[Collected data entries]
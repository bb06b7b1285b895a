//! Capability traits for reusable saddle observers.
//!
//! These traits abstract over solver event and action types, so observers
//! such as [`DivergenceGuard`](crate::DivergenceGuard) need not name a
//! concrete solver.
//!
//! # Event traits
//!
//! - [`HasGradientNorm`] — events that carry a gradient norm
//! - [`HasPoint`] — events that carry the current `(x, y)` point
//!
//! # Action traits
//!
//! - [`CanStopEarly`] — actions that can signal early termination
//!
//! # Example
//!
//! ```rust
//! use saddle_core::Observer;
//! use saddle_observers::traits::{CanStopEarly, HasGradientNorm};
//!
//! struct GoodEnough {
//!     tolerance: f64,
//! }
//!
//! impl<E: HasGradientNorm, A: CanStopEarly> Observer<E, A> for GoodEnough {
//!     fn observe(&mut self, event: &E) -> Option<A> {
//!         (event.gradient_norm() < self.tolerance).then(A::stop_early)
//!     }
//! }
//! ```

use saddle_core::Point;
use saddle_solvers::saddle;

/// An event that carries the gradient norm at the current point.
pub trait HasGradientNorm {
    fn gradient_norm(&self) -> f64;
}

/// An event that carries the current point.
pub trait HasPoint {
    fn point(&self) -> Point;
}

/// An action type that can request early termination.
pub trait CanStopEarly {
    fn stop_early() -> Self;
}

impl HasGradientNorm for saddle::Event {
    fn gradient_norm(&self) -> f64 {
        self.gradient_norm
    }
}

impl HasPoint for saddle::Event {
    fn point(&self) -> Point {
        self.point
    }
}

impl CanStopEarly for saddle::Action {
    fn stop_early() -> Self {
        Self::StopEarly
    }
}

Aim of the exercise:
Only the lines from the one with "self.gradient_norm" through the final line above belong in the answer, each reproduced word for word.

Task solution:
        self.gradient_norm
    }
}

impl HasPoint for saddle::Event {
    fn point(&self) -> Point {
        self.point
    }
}

impl CanStopEarly for saddle::Action {
    fn stop_early() -> Self {
        Self::StopEarly
    }
}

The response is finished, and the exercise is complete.